# Combo Radial Arm Saw / Miter Saw / Drill Press mobile workstation



## crmygdnss (Feb 6, 2008)

All,

I'm looking to do something like this:

http://www.sawmillcreek.org/showthread.php?156403-Miter-Saw-Radial-Arm-Saw-Cabinet

(project near the bottom of the thread)

But add a drill press station on the right side. A little detail about my shop - it's a 2 car garage with dual workbenches against the side and back wall. I share it with 3 kids, bikes, scooters, etc. I have a Rigid Table Saw on the mobile base, love it, works great (although I wish I had my Grizzly cabinet saw I USED to have) and I picked up a Delta Rockwell RAS last year for $50 off of Craigslist. It's this model:

http://www.vintagemachinery.org/classifieds/detail.aspx?id=2273&p=2

Mine's in WAY better shape and works amazingly well. I have this drill press:

https://www.amazon.com/WEN-4212-10-Inch-Variable-Speed/dp/B00HQONFWS/ref=sr_1_4?s=power-hand-tools&ie=UTF8&qid=1480786066&sr=1-4&keywords=drill+press

With the Woodpeckers DP3 Fence and table:

https://www.amazon.com/Woodpeckers-Precision-Woodworking-Tools-WPDPPACK1/dp/B0013KJNPO/ref=sr_1_fkmr0_1?s=hi&ie=UTF8&qid=1480786127&sr=1-1-fkmr0&keywords=woodpeckers+dp3+drill+press+fence

Also have a 10" Dewalt Mitre saw.

What I'm looking to do is combine all 3 into one mobile cabinet with heavy duty locking casters on the base so I can be mobile and move it around the garage as needed. Right now the drill press occupies a good chunk of one of the 3×6 workbenches and I need that space for other things. Plus it's too high on that workbench to be remotely usable as the table / fence is about shoulder level.

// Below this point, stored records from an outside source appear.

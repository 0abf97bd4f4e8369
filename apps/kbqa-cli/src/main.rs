mod wiring;

use std::env;
use std::path::PathBuf;
use std::sync::Arc;
use std::time::Instant;

use anyhow::{bail, Result};
use clap::{Parser, Subcommand};
use kbqa_core::config::Config;
use kbqa_hybrid::{parse_signals, ConfidenceGate};
use kbqa_vector::{get_or_create_collection, open_db, LanceCorpusWriter};
use serde_json::json;
use tracing::info;
use tracing_subscriber::{fmt, prelude::*, EnvFilter};

use crate::wiring::{load_corpus, load_embedder, path_str, router_llm, Paths};

#[derive(Parser, Debug)]
#[command(author, version, about = "kbqa: hybrid retrieval QA with confidence-gated escalation", long_about = None)]
struct Cli {
    /// Directory holding config.toml; relative data paths resolve against it.
    #[arg(long, global = true, default_value = ".")]
    base: PathBuf,

    #[command(subcommand)]
    command: Commands,
}

#[derive(Subcommand, Debug)]
enum Commands {
    /// Answer a question end to end and print the final result as JSON.
    Ask { query: String },

    /// Run retrieval and context assembly only; no chat model is called.
    Retrieve { query: String },

    /// Route a query from retrieval signals without retrieving.
    Route {
        #[arg(long)]
        query: String,
        /// Signals as JSON or a Python-style dict, e.g. "{top1: 0.4, hits: 5}".
        #[arg(long, default_value = "{}")]
        signals: String,
        #[arg(long)]
        top1: Option<f32>,
        #[arg(long)]
        avg_top5: Option<f32>,
        #[arg(long)]
        hits: Option<usize>,
        #[arg(long, num_args = 0..)]
        sections: Option<Vec<String>>,
    },

    /// Embed the corpus into the vector collection.
    Index {
        #[arg(long, default_value_t = 1000)]
        batch_size: usize,
    },
}

fn init_tracing() {
    let filter = EnvFilter::try_from_default_env().unwrap_or_else(|_| EnvFilter::new("info"));
    let registry = tracing_subscriber::registry().with(filter);
    match env::var("KBQA_LOG_FORMAT").as_deref() {
        Ok("json") => registry.with(fmt::layer().json().with_ansi(false).with_writer(std::io::stderr)).init(),
        _ => registry.with(fmt::layer().compact().with_writer(std::io::stderr)).init(),
    }
}

#[tokio::main]
async fn main() -> Result<()> {
    init_tracing();
    let cli = Cli::parse();
    let cfg = Config::load_in(&cli.base)?.pipeline()?;
    let paths = Paths { base: cli.base.clone() };

    match cli.command {
        Commands::Ask { query } => {
            let pipeline = wiring::build_pipeline(cfg, &paths).await?;
            let result = pipeline.answer(&query).await;
            println!("{}", serde_json::to_string_pretty(&result)?);
        }
        Commands::Retrieve { query } => {
            let pipeline = wiring::build_pipeline(cfg, &paths).await?;
            let retrieval = pipeline.retrieve(&query).await?;
            let context = pipeline.assemble_context(&retrieval.reranked)?;
            println!("{}", serde_json::to_string_pretty(&json!({ "retrieval": retrieval, "context": context }))?);
        }
        Commands::Route { query, signals, top1, avg_top5, hits, sections } => {
            let mut s = parse_signals(&signals);
            if let Some(v) = top1 { s.top1 = v; }
            if let Some(v) = avg_top5 { s.avg_top5 = v; }
            if let Some(v) = hits { s.hits = v; }
            if let Some(v) = sections { s.sections = v; }
            let gate = ConfidenceGate::new(router_llm(&cfg)?, cfg.router.clone(), cfg.timeouts.chat());
            let decision = gate.route(&query, &s).await;
            println!("{}", serde_json::to_string_pretty(&json!({ "signals": s, "decision": decision }))?);
        }
        Commands::Index { batch_size } => {
            let start = Instant::now();
            let corpus = load_corpus(&cfg, &paths)?;
            let embedder = load_embedder(&cfg, &paths)?;
            let dim = embedder.dim();

            let conn = open_db(&path_str(&paths.resolve(&cfg.data.lancedb_dir))?).await?;
            let table = get_or_create_collection(&conn, &cfg.data.table, i32::try_from(dim)?).await?;
            let existing = table.count_rows(None).await?;
            if existing > 0 {
                bail!("collection '{}' already holds {existing} rows; remove {} to rebuild", cfg.data.table, cfg.data.lancedb_dir);
            }

            let units = corpus.units().to_vec();
            let texts: Vec<String> = units.iter().map(|u| u.text.clone()).collect();
            let worker = Arc::clone(&embedder);
            let embeddings = tokio::task::spawn_blocking(move || worker.embed_batch(&texts)).await??;

            let written = LanceCorpusWriter::new(table, dim)?.with_batch_size(batch_size).write(&units, &embeddings).await?;
            info!(written, ms = start.elapsed().as_millis(), "index complete");
            println!("Indexed {written} units into '{}'", cfg.data.table);
        }
    }
    Ok(())
}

My top dimension will be about 6'x3' as I'll need 16" for the back of the RAS to clear the fence I want to build. The drill press table can swing out of the way, and I'd mount it lower on the upper right side of the top, so it's usable and not at shoulder height.

I'm compiling images from the web for various RAS and Miter Saw cabinets, and I've designed and built many projects, so I'm confident I can design / build this. Question is, should I? Should I combine these 3 pieces into a single cabinet, I think having the Miter saw and RAS saw such as in the picture above is a no brainer when they can share the same fence / extended fence. But putting the drill press on there as well, I'm thinking it might be WAY to heavy, or I'll lose functionality of the Drill Press some how. I've also thought about putting the Drill press on the end of the cabinet, turning it 90 degrees so you'd be working off of the end rather than facing the cabinet when you're using it. Really just trying to figure out how to make all of these wonderful tools fit in a smaller space.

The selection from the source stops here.